In our blog post we have explored a way to boost BERT performances when we deal with a small dataset for a classification problem. We used a sample of hatred speech dataset which we collected on Kaggle.

You can take a look at how we built the datasets (train and test) and get final results in the notebooks folder. We also provide the colab to do the experiment on your own.

The datasets are also in the data/ folder.

Results of the different experiments

Training and testing set

Dataset #Texts #Hatred
Train 100 50
Test 10,000 5,000

Metrics

Models F1 P R
Random 50.73(0.00) 50.44(0.00) 51.02(0.00)
bow 56.40(0.00) 63.07(0.00) 51.00(0.00)
FSL distilBERT 64.41(4.65) 65.34(2.87) 64.80(10.39)
FSL_mean distilBERT 67.86(0.00) 67.75(0.00) 67.98(0.00)
distill distilBERT experts 68.34(0.00) 67.58(0.00) 69.12(0.00)
FSL XtremeDistilTransformers 63.05(1.40) 63.70(1.69) 62.46(4.00)
FSL_mean XtremeDistilTransformers 63.87(0.00) 64.56(0.00) 63.20(0.00)
distill XtremeDistilTransformers experts 64.15(0.00) 64.52(0.00) 63.78(0.00)

Finally, we provide some command lines to apply the code straight from this repo.

Pre-processing

To pre-process one text you should just apply copy paste the following CLI:

python run_pre_processing.py --name test_set

Of course this means you have a text variable in your data/my_dataset.csv otherwise you should add variables --text_var my_text_variable.

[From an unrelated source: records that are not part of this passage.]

// ==========================================
// 需求协调驾驶舱 - 领域类型定义
// ==========================================
// 职责: 规范状态、决策状态、标识策略等封闭枚举
// 序列化格式: SCREAMING_SNAKE_CASE (与数据库一致)
// ==========================================

use serde::{Deserialize, Serialize};
use std::fmt;

// ==========================================
// 规范状态 (Canonical Status)
// ==========================================
// 红线: 集合封闭，供应商原始状态一律映射到这四个值之一
#[derive(Debug, Clone, Copy, PartialEq, Eq, PartialOrd, Ord, Hash, Serialize, Deserialize)]
#[serde(rename_all = "SCREAMING_SNAKE_CASE")]
pub enum CanonicalStatus {
    Accepted,            // 接受
    ClarificationNeeded, // 需澄清
    Rejected,            // 拒绝
    Unknown,             // 无法映射
}

impl CanonicalStatus {
    pub const ALL: [CanonicalStatus; 4] = [
        CanonicalStatus::Accepted,
        CanonicalStatus::ClarificationNeeded,
        CanonicalStatus::Rejected,
        CanonicalStatus::Unknown,
    ];

    /// 转换为数据库存储的字符串
    pub fn to_db_str(&self) -> &'static str {
        match self {
            CanonicalStatus::Accepted => "ACCEPTED",
            CanonicalStatus::ClarificationNeeded => "CLARIFICATION_NEEDED",
            CanonicalStatus::Rejected => "REJECTED",
            CanonicalStatus::Unknown => "UNKNOWN",
        }
    }

    /// 从字符串解析（大小写不敏感，接受空格/连字符写法）
    pub fn from_str(s: &str) -> Option<Self> {
        match s.trim().to_uppercase().replace([' ', '-'], "_").as_str() {
            "ACCEPTED" => Some(CanonicalStatus::Accepted),
            "CLARIFICATION_NEEDED" | "CLARIFICATIONNEEDED" | "CLARIFICATION" => {
                Some(CanonicalStatus::ClarificationNeeded)
            }
            "REJECTED" => Some(CanonicalStatus::Rejected),
            "UNKNOWN" => Some(CanonicalStatus::Unknown),
            _ => None,
        }
    }

    /// 是否为“非接受”信号（冲突判定使用，Unknown 计入）
    pub fn is_negative(&self) -> bool {
        !matches!(self, CanonicalStatus::Accepted)
    }
}

impl fmt::Display for CanonicalStatus {
    fn fmt(&self, f: &mut fmt::Formatter<'_>) -> fmt::Result {
        write!(f, "{}", self.to_db_str())
    }
}

// ==========================================
// 决策状态 (Decision Status)
// ==========================================
#[derive(Debug, Clone, Copy, PartialEq, Eq, PartialOrd, Ord, Hash, Serialize, Deserialize)]
#[serde(rename_all = "SCREAMING_SNAKE_CASE")]
pub enum DecisionStatus {
    Accepted, // 接受供应商反馈
    Rejected, // 驳回
    Modified, // 修改需求
    Deferred, // 推迟到后续迭代
}

impl DecisionStatus {
    pub const ALL: [DecisionStatus; 4] = [
        DecisionStatus::Accepted,
        DecisionStatus::Rejected,
        DecisionStatus::Modified,
        DecisionStatus::Deferred,
    ];

    pub fn to_db_str(&self) -> &'static str {
        match self {
            DecisionStatus::Accepted => "ACCEPTED",
            DecisionStatus::Rejected => "REJECTED",
            DecisionStatus::Modified => "MODIFIED",
            DecisionStatus::Deferred => "DEFERRED",
        }
    }

    pub fn from_str(s: &str) -> Option<Self> {
        match s.trim().to_uppercase().as_str() {
            "ACCEPTED" => Some(DecisionStatus::Accepted),
            "REJECTED" => Some(DecisionStatus::Rejected),
            "MODIFIED" => Some(DecisionStatus::Modified),
            "DEFERRED" => Some(DecisionStatus::Deferred),
            _ => None,
        }
    }
}

impl fmt::Display for DecisionStatus {
    fn fmt(&self, f: &mut fmt::Formatter<'_>) -> fmt::Result {
        write!(f, "{}", self.to_db_str())
    }
}

// ==========================================
// 标识策略 (Identifier Strategy)
// ==========================================
// 记录每条记录的标识来源，下游匹配按可信度加权
#[derive(Debug, Clone, Copy, PartialEq, Eq, Hash, Serialize, Deserialize)]
#[serde(rename_all = "SCREAMING_SNAKE_CASE")]
pub enum IdStrategy {
    Primary,      // SPEC-OBJECT@IDENTIFIER
    NameFallback, // 人类可读名称兜底
}

impl IdStrategy {
    pub fn to_db_str(&self) -> &'static str {
        match self {
            IdStrategy::Primary => "PRIMARY",
            IdStrategy::NameFallback => "NAME_FALLBACK",
        }
    }

    pub fn from_str(s: &str) -> Option<Self> {
        match s {
            "PRIMARY" => Some(IdStrategy::Primary),
            "NAME_FALLBACK" => Some(IdStrategy::NameFallback),
            _ => None,
        }
    }
}

impl fmt::Display for IdStrategy {
    fn fmt(&self, f: &mut fmt::Formatter<'_>) -> fmt::Result {
        write!(f, "{}", self.to_db_str())
    }
}

// ==========================================
// 匹配策略 (Match Strategy)
// ==========================================
// 供应商记录命中主需求的方式，按可信度从高到低排列
#[derive(Debug, Clone, Copy, PartialEq, Eq, PartialOrd, Ord, Hash, Serialize, Deserialize)]
#[serde(rename_all = "SCREAMING_SNAKE_CASE")]
pub enum MatchStrategy {
    ResolvedId, // 解析后的标识 = 主需求 reqif_id
    InternalId, // 供应商 IDENTIFIER = 主需求内部标识
    NameFallback, // 兜底名称 = 主需求 reqif_id
}

impl MatchStrategy {
    pub fn to_db_str(&self) -> &'static str {
        match self {
            MatchStrategy::ResolvedId => "RESOLVED_ID",
            MatchStrategy::InternalId => "INTERNAL_ID",
            MatchStrategy::NameFallback => "NAME_FALLBACK",
        }
    }

    pub fn from_str(s: &str) -> Option<Self> {
        match s {
            "RESOLVED_ID" => Some(MatchStrategy::ResolvedId),
            "INTERNAL_ID" => Some(MatchStrategy::InternalId),
            "NAME_FALLBACK" => Some(MatchStrategy::NameFallback),
            _ => None,
        }
    }
}

// ==========================================
// 映射阶段 (Harmonize Stage)
// ==========================================
// 状态映射命中的阶段，即置信度指示
#[derive(Debug, Clone, Copy, PartialEq, Eq, PartialOrd, Ord, Hash, Serialize, Deserialize)]
#[serde(rename_all = "SCREAMING_SNAKE_CASE")]
pub enum HarmonizeStage {
    SupplierRule,  // 供应商专属规则（精确）
    GlobalRule,    // 全局规则（精确）
    DefaultTable,  // 内置默认映射表（精确）
    FuzzySynonym,  // 同义词包含匹配
    Unmatched,     // 未命中 → Unknown
}

impl HarmonizeStage {
    pub fn to_db_str(&self) -> &'static str {
        match self {
            HarmonizeStage::SupplierRule => "SUPPLIER_RULE",
            HarmonizeStage::GlobalRule => "GLOBAL_RULE",
            HarmonizeStage::DefaultTable => "DEFAULT_TABLE",
            HarmonizeStage::FuzzySynonym => "FUZZY_SYNONYM",
            HarmonizeStage::Unmatched => "UNMATCHED",
        }
    }

    pub fn from_str(s: &str) -> Option<Self> {
        match s {
            "SUPPLIER_RULE" => Some(HarmonizeStage::SupplierRule),
            "GLOBAL_RULE" => Some(HarmonizeStage::GlobalRule),
            "DEFAULT_TABLE" => Some(HarmonizeStage::DefaultTable),
            "FUZZY_SYNONYM" => Some(HarmonizeStage::FuzzySynonym),
            "UNMATCHED" => Some(HarmonizeStage::Unmatched),
            _ => None,
        }
    }
}

// ==========================================
// 导入类型 (Import Kind)
// ==========================================
#[derive(Debug, Clone, Copy, PartialEq, Eq, Serialize, Deserialize)]
#[serde(rename_all = "SCREAMING_SNAKE_CASE")]
pub enum ImportKind {
    Master,
    Supplier,
}

impl ImportKind {
    pub fn to_db_str(&self) -> &'static str {
        match self {
            ImportKind::Master => "MASTER",
            ImportKind::Supplier => "SUPPLIER",
        }
    }

    pub fn from_str(s: &str) -> Option<Self> {
        match s {
            "MASTER" => Some(ImportKind::Master),
            "SUPPLIER" => Some(ImportKind::Supplier),
            _ => None,
        }
    }
}

#[cfg(test)]
mod tests {
    use super::*;

    #[test]
    fn test_canonical_status_db_roundtrip() {
        for status in CanonicalStatus::ALL {
            assert_eq!(CanonicalStatus::from_str(status.to_db_str()), Some(status));
        }
    }

    #[test]
    fn test_canonical_status_loose_parsing() {
        assert_eq!(
            CanonicalStatus::from_str("clarification needed"),
            Some(CanonicalStatus::ClarificationNeeded)
        );
        assert_eq!(CanonicalStatus::from_str(" accepted "), Some(CanonicalStatus::Accepted));
        assert_eq!(CanonicalStatus::from_str("maybe"), None);
    }

    #[test]
    fn test_unknown_is_negative() {
        assert!(CanonicalStatus::Unknown.is_negative());
        assert!(CanonicalStatus::Rejected.is_negative());
        assert!(!CanonicalStatus::Accepted.is_negative());
    }

    #[test]
    fn test_serde_format() {
        let json = serde_json::to_string(&CanonicalStatus::ClarificationNeeded).unwrap();
        assert_eq!(json, "\"CLARIFICATION_NEEDED\"");
    }
}
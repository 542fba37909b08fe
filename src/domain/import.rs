// ==========================================
// 需求协调驾驶舱 - 导入结果与问题
// ==========================================
// 红线: 所有错误/警告均为结构化数据（kind + 上下文），不依赖字符串解析
// ==========================================

use crate::domain::requirement::AttributeBag;
use crate::domain::types::{IdStrategy, ImportKind};
use crate::i18n::t_with_args;
use chrono::NaiveDateTime;
use serde::{Deserialize, Serialize};

// ==========================================
// IssueKind - 问题类别
// ==========================================
#[derive(Debug, Clone, Copy, PartialEq, Eq, Hash, Serialize, Deserialize)]
#[serde(rename_all = "SCREAMING_SNAKE_CASE")]
pub enum IssueKind {
    /// 属性值无法解析，属性被丢弃，记录保留
    MalformedAttribute,
    /// 记录无可用标识，记录被跳过
    MissingIdentifier,
    /// 未识别的元素，被忽略
    UnknownElement,
    /// 定义引用无法解析，值存于原始引用 ID 下
    UnresolvedReference,
    /// 同一文档内标识重复，后出现的记录被跳过
    DuplicateIdentifier,
    /// 声明的 ReqIF 版本不在 1.0–1.2
    UnsupportedVersion,
    /// 文档级致命错误（不可读/格式错误）
    DocumentError,
}

impl IssueKind {
    fn i18n_key(&self) -> &'static str {
        match self {
            IssueKind::MalformedAttribute => "issue.malformed_attribute",
            IssueKind::MissingIdentifier => "issue.missing_identifier",
            IssueKind::UnknownElement => "issue.unknown_element",
            IssueKind::UnresolvedReference => "issue.unresolved_reference",
            IssueKind::DuplicateIdentifier => "issue.duplicate_identifier",
            IssueKind::UnsupportedVersion => "issue.unsupported_version",
            IssueKind::DocumentError => "issue.document_error",
        }
    }

    /// 该问题是否导致记录被跳过
    pub fn skips_record(&self) -> bool {
        matches!(
            self,
            IssueKind::MissingIdentifier | IssueKind::DuplicateIdentifier
        )
    }
}

// ==========================================
// ImportIssue - 结构化问题
// ==========================================
#[derive(Debug, Clone, PartialEq, Serialize, Deserialize)]
pub struct ImportIssue {
    pub kind: IssueKind,
    /// 来源载荷（文件名 / 容器内条目名）
    #[serde(skip_serializing_if = "Option::is_none")]
    pub source: Option<String>,
    /// 载荷内 SPEC-OBJECT 序号（从 0 开始）
    #[serde(skip_serializing_if = "Option::is_none")]
    pub position: Option<usize>,
    #[serde(skip_serializing_if = "Option::is_none")]
    pub record_id: Option<String>,
    #[serde(skip_serializing_if = "Option::is_none")]
    pub attribute: Option<String>,
    pub detail: String,
    /// 按当前语言渲染的消息
    pub message: String,
}

impl ImportIssue {
    pub fn new(kind: IssueKind, detail: impl Into<String>) -> Self {
        let detail = detail.into();
        let message = t_with_args(kind.i18n_key(), &[("detail", &detail)]);
        Self {
            kind,
            source: None,
            position: None,
            record_id: None,
            attribute: None,
            detail,
            message,
        }
    }

    pub fn with_source(mut self, source: &str) -> Self {
        self.source = Some(source.to_string());
        self
    }

    pub fn with_position(mut self, position: usize) -> Self {
        self.position = Some(position);
        self
    }

    pub fn with_record(mut self, record_id: Option<&str>) -> Self {
        self.record_id = record_id.map(str::to_string);
        self
    }

    pub fn with_attribute(mut self, attribute: &str) -> Self {
        self.attribute = Some(attribute.to_string());
        self
    }
}

// ==========================================
// OrphanRecord - 无法匹配主需求的供应商记录
// ==========================================
// 不写入反馈表，仅随导入摘要返回
#[derive(Debug, Clone, PartialEq, Serialize, Deserialize)]
pub struct OrphanRecord {
    pub identifier: String,
    pub id_strategy: IdStrategy,
    pub primary_id: Option<String>,
    pub fallback_name: Option<String>,
    pub source: String,
    pub attributes: AttributeBag,
}

// ==========================================
// ParseStats - 单个文档的解析统计
// ==========================================
#[derive(Debug, Clone, Default, PartialEq, Serialize, Deserialize)]
pub struct ParseStats {
    pub source: String,
    pub reqif_version: Option<String>,
    pub payload_count: usize,
    pub attribute_definitions: usize,
    pub enum_values: usize,
    pub spec_object_types: usize,
    pub records_emitted: usize,
    pub records_skipped: usize,
}

// ==========================================
// ImportSummary - 导入摘要（返回调用层）
// ==========================================
#[derive(Debug, Clone, PartialEq, Serialize, Deserialize)]
pub struct ImportSummary {
    /// 提交成功时的导入日志 ID
    pub import_id: Option<String>,
    pub kind: ImportKind,
    pub source_name: String,
    pub created: usize,
    pub updated: usize,
    pub skipped: usize,
    pub matched: usize,
    pub unmatched: usize,
    /// 映射为 Unknown 的反馈条数（置信度指示）
    pub unmapped_statuses: usize,
    pub warnings: Vec<ImportIssue>,
    pub errors: Vec<ImportIssue>,
    pub orphans: Vec<OrphanRecord>,
    pub stats: Vec<ParseStats>,
}

impl ImportSummary {
    pub fn new(kind: ImportKind, source_name: impl Into<String>) -> Self {
        Self {
            import_id: None,
            kind,
            source_name: source_name.into(),
            created: 0,
            updated: 0,
            skipped: 0,
            matched: 0,
            unmatched: 0,
            unmapped_statuses: 0,
            warnings: Vec::new(),
            errors: Vec::new(),
            orphans: Vec::new(),
            stats: Vec::new(),
        }
    }

    /// 是否存在文档级错误（此时不会写入任何数据）
    pub fn has_errors(&self) -> bool {
        !self.errors.is_empty()
    }
}

// ==========================================
// ImportLogEntry - 导入审计日志（仅追加）
// ==========================================
#[derive(Debug, Clone, PartialEq, Serialize, Deserialize)]
pub struct ImportLogEntry {
    pub import_id: String,
    pub project_id: i64,
    pub kind: ImportKind,
    pub source_name: String,
    pub iteration_key: Option<i64>,
    pub supplier_id: Option<i64>,
    pub created: usize,
    pub updated: usize,
    pub skipped: usize,
    pub matched: usize,
    pub unmatched: usize,
    pub warning_count: usize,
    pub summary_json: serde_json::Value,
    pub imported_at: NaiveDateTime,
}
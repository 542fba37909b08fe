// ==========================================
// 需求协调驾驶舱 - 状态映射规则
// ==========================================
// 唯一键: (supplier_id?, raw_status)，supplier_id 为空即全局规则
// ==========================================

use crate::domain::types::CanonicalStatus;
use chrono::NaiveDateTime;
use serde::{Deserialize, Serialize};

#[derive(Debug, Clone, PartialEq, Serialize, Deserialize)]
pub struct StatusMappingRule {
    pub rule_id: i64,
    /// None = 全局默认规则
    pub supplier_id: Option<i64>,
    /// 已规范化（trim + 小写 + 空白折叠）的原始状态
    pub raw_status: String,
    pub canonical_status: CanonicalStatus,
    pub updated_at: NaiveDateTime,
}

/// 原始状态规范化键：去首尾空白、折叠内部空白、小写
///
/// 规则存储与查找使用同一函数，保证精确匹配的一致性。
pub fn normalize_status_key(raw: &str) -> String {
    raw.split_whitespace()
        .collect::<Vec<_>>()
        .join(" ")
        .to_lowercase()
}

#[cfg(test)]
mod tests {
    use super::*;

    #[test]
    fn test_normalize_status_key() {
        assert_eq!(normalize_status_key("  To   Be\tClarified "), "to be clarified");
        assert_eq!(normalize_status_key("OK"), "ok");
        assert_eq!(normalize_status_key("   "), "");
    }
}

You'll find a data/my_dataset_pp.csv in the data folder ready for training !

Training a BERT model

Now you can try to train the model with a transformer architecture. You need to have the dataset already processed as the data/my_dataset_pp.csv. To do so you should copy paste the following CLI:

python run_training.py --name my_dataset_pp

You can take a look at all different parameters, but normally the default hyperparameters are already set values used in the blog post. You will have a models/my_dataset_pp.h5 model trained and saved that you can use for inference.

Infer from a BERT model

Now you can use your models/my_dataset_pp.h5 for inferences. If you have a data/inference_set.csv with a text variable in it, you can apply your model with the following CLI:

python run_inferences.py --name_data inference_set --name_model my_dataset_pp

To be sure that the models/my_dataset_pp.h5 has been loaded you should see a: INFO:root:Model /YOUR_PATH_TO_THE_MODEL/my_dataset_pp.h5 restored Otherwise you'll see: WARNING:root:Model /YOUR_PATH_TO_THE_MODEL/my_dataset_pp.h5 not found WARNING:root:If training: new model from scratch WARNING:root:If classifying: the configuration does not fit the architecture and this model is not trained yet!

And you're inferences will be from a random model !

Then you'll have a data/inference_set_preds.csv file with all the predicted data.

Distil a model from experts inferences

Now let's say you have created the augmented dataset, data/random_set_with_inferences_pp.csv which is already pre-processed and have a variable prob_hatred in this dataset as the mean of all you experts predictions, you can train a model from it with the following CLI:

python run_training_distilled_BERT.py --name random_set_with_inferences_pp

You can take a look at all different parameters, but normally the default hyperparameters are already set values used in the blog post. You will have a models/random_set_with_inferences_pp_distilled.h5 model trained and saved that you can use for inference.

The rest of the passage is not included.